Life. Yes, it’s sad.

I didn’t feel anything at all. I don’t know if it was either because I pushed it away or just couldn’t grasp it. Couldn’t handle it? Was I making too big of a deal with it?

I fingered the chair in front of the desk. He used to sit there. Right there. I imagined him typing on the keyboard-something, anything. It didn’t matter. The screen would reflect in his dark eyes, brightening them. He’d be concentrating hard, or smiling and laughing at a joke a friend just instant messaged him. Would he have shared the joke with me? Would I have been right there, laying on his bed while he downloaded and played music for us both to listen? Or would we stay in our own rooms? Speak to each other only when needed and bite each other’s head off when we got angry. I decided to choose the first option for this imagery.

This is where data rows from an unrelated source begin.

//! Level hazards
//!
//! Every hazard is built from spikes: touching one ends the round. Some
//! obstacles move, always as a pure function of elapsed time.

use glam::DVec2;

use super::state::Ball;
use crate::consts::{BALL_RADIUS, SPIKE_RADIUS};

/// A single static hazard
#[derive(Debug, Clone, Copy, PartialEq)]
pub struct Spike {
    pub position: DVec2,
}

impl Spike {
    pub fn new(x: f64, y: f64) -> Self {
        Self {
            position: DVec2::new(x, y),
        }
    }

    /// True if the ball overlaps the spike
    pub fn would_kill(&self, ball: &Ball) -> bool {
        let reach = SPIKE_RADIUS + BALL_RADIUS;
        self.position.distance_squared(ball.pos) < reach * reach
    }
}

/// Spikes laid out on rotating spokes around a center spike
#[derive(Debug, Clone, PartialEq)]
pub struct SpikeWheel {
    center: DVec2,
    arms: u32,
    arm_length: u32,
    /// Radians per second
    speed: f64,
    /// Center spike first, then `arm_length - 1` spikes per arm
    spikes: Vec<Spike>,
}

impl SpikeWheel {
    pub fn new(center: DVec2, arms: u32, arm_length: u32, speed: f64) -> Self {
        let per_arm = arm_length.saturating_sub(1) as usize;
        let count = arms as usize * per_arm + 1;
        let mut wheel = Self {
            center,
            arms,
            arm_length,
            speed,
            spikes: vec![Spike { position: center }; count],
        };
        wheel.update(0.0);
        wheel
    }

    pub fn center(&self) -> DVec2 {
        self.center
    }

    pub fn spikes(&self) -> &[Spike] {
        &self.spikes
    }

    /// Move the whole wheel, keeping its current rotation
    pub fn set_center(&mut self, center: DVec2) {
        let delta = center - self.center;
        self.center = center;
        for spike in &mut self.spikes {
            spike.position += delta;
        }
    }

    /// Place the spokes for the given time
    pub fn update(&mut self, time_secs: f64) {
        let per_arm = self.arm_length.saturating_sub(1);
        let step = std::f64::consts::TAU / self.arms.max(1) as f64;
        let mut angle = time_secs * self.speed;

        let (hub, spokes) = match self.spikes.split_first_mut() {
            Some(split) => split,
            None => return,
        };
        hub.position = self.center;

        let mut spokes = spokes.iter_mut();
        for _ in 0..self.arms {
            let dir = DVec2::from_angle(angle);
            for r in 1..=per_arm {
                if let Some(spike) = spokes.next() {
                    spike.position = self.center + dir * r as f64;
                }
            }
            angle += step;
        }
    }

    pub fn would_kill(&self, ball: &Ball) -> bool {
        self.spikes.iter().any(|s| s.would_kill(ball))
    }
}

/// Any hazard placed in a level
#[derive(Debug, Clone, PartialEq)]
pub enum Obstacle {
    Spike(Spike),
    SpikeWheel(SpikeWheel),
}

impl Obstacle {
    pub fn would_kill(&self, ball: &Ball) -> bool {
        match self {
            Obstacle::Spike(spike) => spike.would_kill(ball),
            Obstacle::SpikeWheel(wheel) => wheel.would_kill(ball),
        }
    }

    /// Per-tick time-based update
    pub fn update(&mut self, time_secs: f64) {
        match self {
            Obstacle::Spike(_) => {}
            Obstacle::SpikeWheel(wheel) => wheel.update(time_secs),
        }
    }

    /// Reference point used when a level moves obstacles around
    pub fn anchor(&self) -> DVec2 {
        match self {
            Obstacle::Spike(spike) => spike.position,
            Obstacle::SpikeWheel(wheel) => wheel.center(),
        }
    }

    pub fn set_anchor(&mut self, pos: DVec2) {
        match self {
            Obstacle::Spike(spike) => spike.position = pos,
            Obstacle::SpikeWheel(wheel) => wheel.set_center(pos),
        }
    }

    /// All spikes making up this obstacle (for drawing)
    pub fn spikes(&self) -> &[Spike] {
        match self {
            Obstacle::Spike(spike) => std::slice::from_ref(spike),
            Obstacle::SpikeWheel(wheel) => wheel.spikes(),
        }
    }
}

impl From<Spike> for Obstacle {
    fn from(spike: Spike) -> Self {
        Obstacle::Spike(spike)
    }
}

impl From<SpikeWheel> for Obstacle {
    fn from(wheel: SpikeWheel) -> Self {
        Obstacle::SpikeWheel(wheel)
    }
}

#[cfg(test)]
mod tests {
    use super::*;
    use std::f64::consts::FRAC_PI_2;

    fn ball_at(x: f64, y: f64) -> Ball {
        Ball::new(DVec2::new(x, y - BALL_RADIUS))
    }

    #[test]
    fn test_spike_kill_radius() {
        let spike = Spike::new(0.0, 0.0);
        let reach = SPIKE_RADIUS + BALL_RADIUS;
        assert!(spike.would_kill(&ball_at(0.0, 0.0)));
        assert!(spike.would_kill(&ball_at(reach - 0.01, 0.0)));
        assert!(!spike.would_kill(&ball_at(reach + 0.01, 0.0)));
        assert!(!spike.would_kill(&ball_at(0.0, -reach - 0.01)));
    }

    #[test]
    fn test_wheel_layout() {
        let wheel = SpikeWheel::new(DVec2::new(1.0, 2.0), 5, 5, -0.8);
        // Hub plus 4 spikes on each of 5 arms
        assert_eq!(wheel.spikes().len(), 21);
        assert_eq!(wheel.spikes()[0].position, DVec2::new(1.0, 2.0));
        // First arm points along +x at t = 0
        let tip = wheel.spikes()[4].position;
        assert!((tip - DVec2::new(5.0, 2.0)).length() < 1e-9);
    }

    #[test]
    fn test_wheel_rotates_with_time() {
        let mut wheel = SpikeWheel::new(DVec2::ZERO, 4, 3, 1.0);
        wheel.update(FRAC_PI_2);
        // After a quarter turn the first arm points along +y
        let p = wheel.spikes()[2].position;
        assert!((p - DVec2::new(0.0, 2.0)).length() < 1e-9);

        assert!(wheel.would_kill(&ball_at(0.0, 2.0)));
        assert!(!wheel.would_kill(&ball_at(1.5, 1.5)));
    }

    #[test]
    fn test_wheel_set_center_moves_spikes() {
        let mut wheel = SpikeWheel::new(DVec2::ZERO, 2, 2, 0.0);
        wheel.set_center(DVec2::new(0.0, 3.0));
        assert_eq!(wheel.spikes()[0].position, DVec2::new(0.0, 3.0));
        assert!((wheel.spikes()[1].position - DVec2::new(1.0, 3.0)).length() < 1e-9);
    }

    #[test]
    fn test_obstacle_anchor() {
        let mut obstacle = Obstacle::from(Spike::new(1.0, 1.0));
        obstacle.set_anchor(DVec2::new(2.0, -1.0));
        assert_eq!(obstacle.anchor(), DVec2::new(2.0, -1.0));
        assert_eq!(obstacle.spikes().len(), 1);
    }
}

I found myself on his bed, cradling the pillow under my head. No, I wasn’t crying. I wouldn’t have been shocked if I did though. I was thinking. Dreaming- no, enough dreams. I was imagining. Alone, silent, free to finally breath. It was like dreaming, only conscious. Exactly what I needed. Everything was just right how it was…for now, I thought. But that was okay.

I felt the lightest touch on my cheek. Vaguely, I thought of the slap. Harsh, yet held back. And how Gerard had caressed it soothingly, like a good brother should. And I knew he was there. I saw him sitting on the desk chair, back facing me. “I’m sorry. I hope I didn’t hurt you too bad. I just- you know how I get.” It sounded like he felt really bad.

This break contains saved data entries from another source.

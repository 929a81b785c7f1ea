//! Plays every built-in level with its model solution

use std::cell::RefCell;
use std::rc::Rc;

use rolling_ball::consts::SIM_DT;
use rolling_ball::{LevelBlueprint, RoundEnd, Simulator, parse};

const MAX_SECS: f64 = 30.0;

fn play(level_id: u32, equations: &[&str]) -> (Option<RoundEnd>, Vec<(bool, f64)>) {
    let blueprint = LevelBlueprint::by_id(level_id).unwrap();
    let ends = Rc::new(RefCell::new(Vec::new()));
    let sink = Rc::clone(&ends);
    let mut sim = Simulator::new(blueprint.instantiate(), move |won, secs| {
        sink.borrow_mut().push((won, secs));
    });

    for equation in equations {
        let (expression, condition) = equation.split_once(';').unwrap_or((*equation, ""));
        sim.add_graph(parse(expression, condition).unwrap().unwrap());
    }

    sim.toggle_playing();
    let ticks = (MAX_SECS / SIM_DT) as u32;
    let end = (0..ticks).find_map(|_| sim.update());
    assert!(!sim.is_playing());
    let ends = ends.borrow().clone();
    (end, ends)
}

fn assert_wins_within(level_id: u32, equations: &[&str], max_secs: f64) {
    let (end, callbacks) = play(level_id, equations);
    let end = end.unwrap_or_else(|| panic!("level {level_id} did not finish"));
    assert!(end.won, "level {level_id} lost after {:.2}s", end.elapsed_secs);
    assert!(
        end.elapsed_secs < max_secs,
        "level {level_id} took {:.2}s",
        end.elapsed_secs
    );
    assert_eq!(callbacks, vec![(true, end.elapsed_secs)]);

    let blueprint = LevelBlueprint::by_id(level_id).unwrap();
    assert!(blueprint.score(equations.len(), end.elapsed_secs) > 0.99);
}

#[test]
fn test_level_1() {
    assert_wins_within(0, &["1/3x+1.5"], 9.0);
}

#[test]
fn test_level_2() {
    assert_wins_within(1, &["-cos(x/1.2)*2-1.4"], 12.6);
}

#[test]
fn test_level_3() {
    assert_wins_within(2, &["-2.5*e^(-x^2/(2*1.5^2))+1+max(0,x/4)"], 9.4);
}

#[test]
fn test_level_4() {
    assert_wins_within(3, &["sin(t/2)+max(0,1.7*sin(x/2.15))"], 8.25);
}

#[test]
fn test_level_5() {
    assert_wins_within(4, &["4sin(t/2)+sin(t/4)+sin(t/6)"], 7.9);
}

#[test]
fn test_no_graphs_falls_out() {
    let (end, callbacks) = play(0, &[]);
    let end = end.unwrap();
    assert!(!end.won);
    assert_eq!(callbacks.len(), 1);
}

#[test]
fn test_flat_line_hits_spikes() {
    // Level 2 has a spike column at x = -4 reaching down to y = -7
    let (end, _) = play(1, &["-3.4"]);
    let end = end.unwrap();
    assert!(!end.won);
    assert!(end.elapsed_secs < 3.0);
}

#[test]
fn test_condition_splits_the_track() {
    // Two half ramps that together equal the level 1 solution
    let (end, _) = play(0, &["1/3x+1.5;x<0", "1/3x+1.5;x>=0"]);
    assert!(end.unwrap().won);
}
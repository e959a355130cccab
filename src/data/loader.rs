use std::path::Path;

use anyhow::{Context, Result, bail};

use super::model::{EmissionsRecord, EmissionsTable};

// Normalized names of the columns the dashboard needs.
const YEAR_COL: &str = "aasta";
const TOTAL_COL: &str = "koguheide_maakasutuseta_kt_co2_ekv";
const ENERGY_COL: &str = "energeetika_kt_co2_ekv";

// ---------------------------------------------------------------------------
// Public entry-point
// ---------------------------------------------------------------------------

/// Load and prepare the emissions dataset from a CSV file.
///
/// Raw headers are natural-language, e.g.
/// `Aasta`, `Koguheide maakasutuseta (kt CO2 ekv)`, `Energeetika (kt CO2 ekv)`.
/// Headers are normalized (trim, lowercase, spaces to underscores, parens
/// and commas stripped), the three needed columns are selected by
/// normalized name and everything else is dropped.
///
/// Rows with an empty year, total or energy cell are treated as missing
/// data and skipped with a warning, as are rows whose total is zero (the
/// percentage columns would be undefined). A non-empty cell that fails to
/// parse is a schema error and fatal.
pub fn load_file(path: &Path) -> Result<EmissionsTable> {
    let mut reader = csv::Reader::from_path(path)
        .with_context(|| format!("opening {}", path.display()))?;

    let headers: Vec<String> = reader
        .headers()
        .context("reading CSV headers")?
        .iter()
        .map(normalize_header)
        .collect();

    let year_idx = column_index(&headers, YEAR_COL)?;
    let total_idx = column_index(&headers, TOTAL_COL)?;
    let energy_idx = column_index(&headers, ENERGY_COL)?;

    let mut records = Vec::new();

    for (row_no, result) in reader.records().enumerate() {
        let record = result.with_context(|| format!("CSV row {row_no}"))?;

        let year: i32 = match parse_cell(record.get(year_idx), row_no, YEAR_COL)? {
            Some(v) => v,
            None => {
                log::warn!("row {row_no}: missing year, skipping");
                continue;
            }
        };
        let total: f64 = match parse_cell(record.get(total_idx), row_no, TOTAL_COL)? {
            Some(v) => v,
            None => {
                log::warn!("row {row_no} (year {year}): missing total emissions, skipping");
                continue;
            }
        };
        let energy: f64 = match parse_cell(record.get(energy_idx), row_no, ENERGY_COL)? {
            Some(v) => v,
            None => {
                log::warn!("row {row_no} (year {year}): missing energy emissions, skipping");
                continue;
            }
        };

        match EmissionsRecord::derive(year, total, energy) {
            Some(rec) => records.push(rec),
            None => {
                log::warn!(
                    "row {row_no} (year {year}): total {total} makes the sector share undefined, skipping"
                );
            }
        }
    }

    Ok(EmissionsTable::new(records))
}

// ---------------------------------------------------------------------------
// Header handling
// ---------------------------------------------------------------------------

/// Normalize a raw header to the consistent lowercase/underscore form:
/// `"Koguheide maakasutuseta (kt CO2 ekv)"` becomes
/// `"koguheide_maakasutuseta_kt_co2_ekv"`.
pub fn normalize_header(raw: &str) -> String {
    raw.trim()
        .to_lowercase()
        .chars()
        .filter_map(|c| match c {
            ' ' => Some('_'),
            '(' | ')' | ',' => None,
            c => Some(c),
        })
        .collect()
}

fn column_index(headers: &[String], name: &str) -> Result<usize> {
    headers
        .iter()
        .position(|h| h == name)
        .with_context(|| format!("CSV missing '{name}' column (normalized headers: {headers:?})"))
}

// ---------------------------------------------------------------------------
// Cell parsing
// ---------------------------------------------------------------------------

/// Parse one cell. Empty (or absent) cells are missing values, `Ok(None)`.
fn parse_cell<T: std::str::FromStr>(
    cell: Option<&str>,
    row: usize,
    col: &str,
) -> Result<Option<T>> {
    let text = cell.unwrap_or("").trim();
    if text.is_empty() {
        return Ok(None);
    }
    match text.parse() {
        Ok(v) => Ok(Some(v)),
        Err(_) => bail!("row {row}, column '{col}': '{text}' is not a number"),
    }
}

#[cfg(test)]
mod tests {
    use std::io::Write;

    use super::*;

    const HEADER: &str = "Aasta,Koguheide maakasutusega (kt CO2 ekv),Koguheide maakasutuseta (kt CO2 ekv),Transport (kt CO2 ekv),Energeetika (kt CO2 ekv)";

    fn write_csv(body: &str) -> tempfile::NamedTempFile {
        let mut file = tempfile::Builder::new()
            .suffix(".csv")
            .tempfile()
            .unwrap();
        writeln!(file, "{HEADER}").unwrap();
        write!(file, "{body}").unwrap();
        file
    }

    #[test]
    fn normalizes_raw_headers() {
        assert_eq!(normalize_header("Aasta"), "aasta");
        assert_eq!(
            normalize_header(" Koguheide maakasutuseta (kt CO2 ekv) "),
            "koguheide_maakasutuseta_kt_co2_ekv"
        );
        assert_eq!(
            normalize_header("Energeetika (kt CO2 ekv)"),
            "energeetika_kt_co2_ekv"
        );
    }

    #[test]
    fn loads_rows_and_computes_derived_columns() {
        let file = write_csv("1990,45000,40000,2000,35000\n1991,44000,39000,2100,34000\n");
        let table = load_file(file.path()).unwrap();

        assert_eq!(table.len(), 2);
        let rec = &table.records[0];
        assert_eq!(rec.year, 1990);
        assert_eq!(rec.total, 40000.0);
        assert_eq!(rec.energy, 35000.0);
        assert_eq!(rec.other, 5000.0);
        assert!((rec.energy_pct - 87.5).abs() < 1e-9);
        assert!((rec.other_pct - 12.5).abs() < 1e-9);
    }

    #[test]
    fn skips_rows_with_missing_or_zero_values() {
        let file = write_csv(
            "1990,45000,40000,2000,35000\n\
             1991,44000,,2100,34000\n\
             1992,43000,0,2200,33000\n\
             ,42000,38000,2300,32000\n\
             1994,41000,37000,2400,31000\n",
        );
        let table = load_file(file.path()).unwrap();

        let years: Vec<i32> = table.records.iter().map(|r| r.year).collect();
        assert_eq!(years, vec![1990, 1994]);
    }

    #[test]
    fn unparsable_cell_is_fatal() {
        let file = write_csv("1990,45000,n/a,2000,35000\n");
        let err = load_file(file.path()).unwrap_err();
        assert!(err.to_string().contains("not a number"));
    }

    #[test]
    fn missing_required_column_is_fatal() {
        let mut file = tempfile::Builder::new()
            .suffix(".csv")
            .tempfile()
            .unwrap();
        writeln!(file, "Aasta,Transport (kt CO2 ekv)").unwrap();
        writeln!(file, "1990,2000").unwrap();

        let err = load_file(file.path()).unwrap_err();
        assert!(err.to_string().contains(TOTAL_COL));
    }

    #[test]
    fn missing_file_is_fatal() {
        assert!(load_file(Path::new("no_such_file.csv")).is_err());
    }
}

I couldn’t help but smile at the way he’d always apologize, even though he knew I’d forgive him for any bad he’d done. No matter how many times he’d done it. He couldn’t help it, anyway. I didn’t have to ask why, though. For some reason, I knew but didn’t speak it and didn’t want to hear it.

“Gerard.” He turned his spinning chair around. His eyes glinted when he saw me.

“You’re beautiful.” Frank said that too. “Can I take a picture of you?” He gestured to his Canon, the strap slung around his neck.

I groaned, hiding my head under the pillow. “No…you have tons already. And don’t call me beautiful like I’m your girlfriend.” My voice was muffled a little.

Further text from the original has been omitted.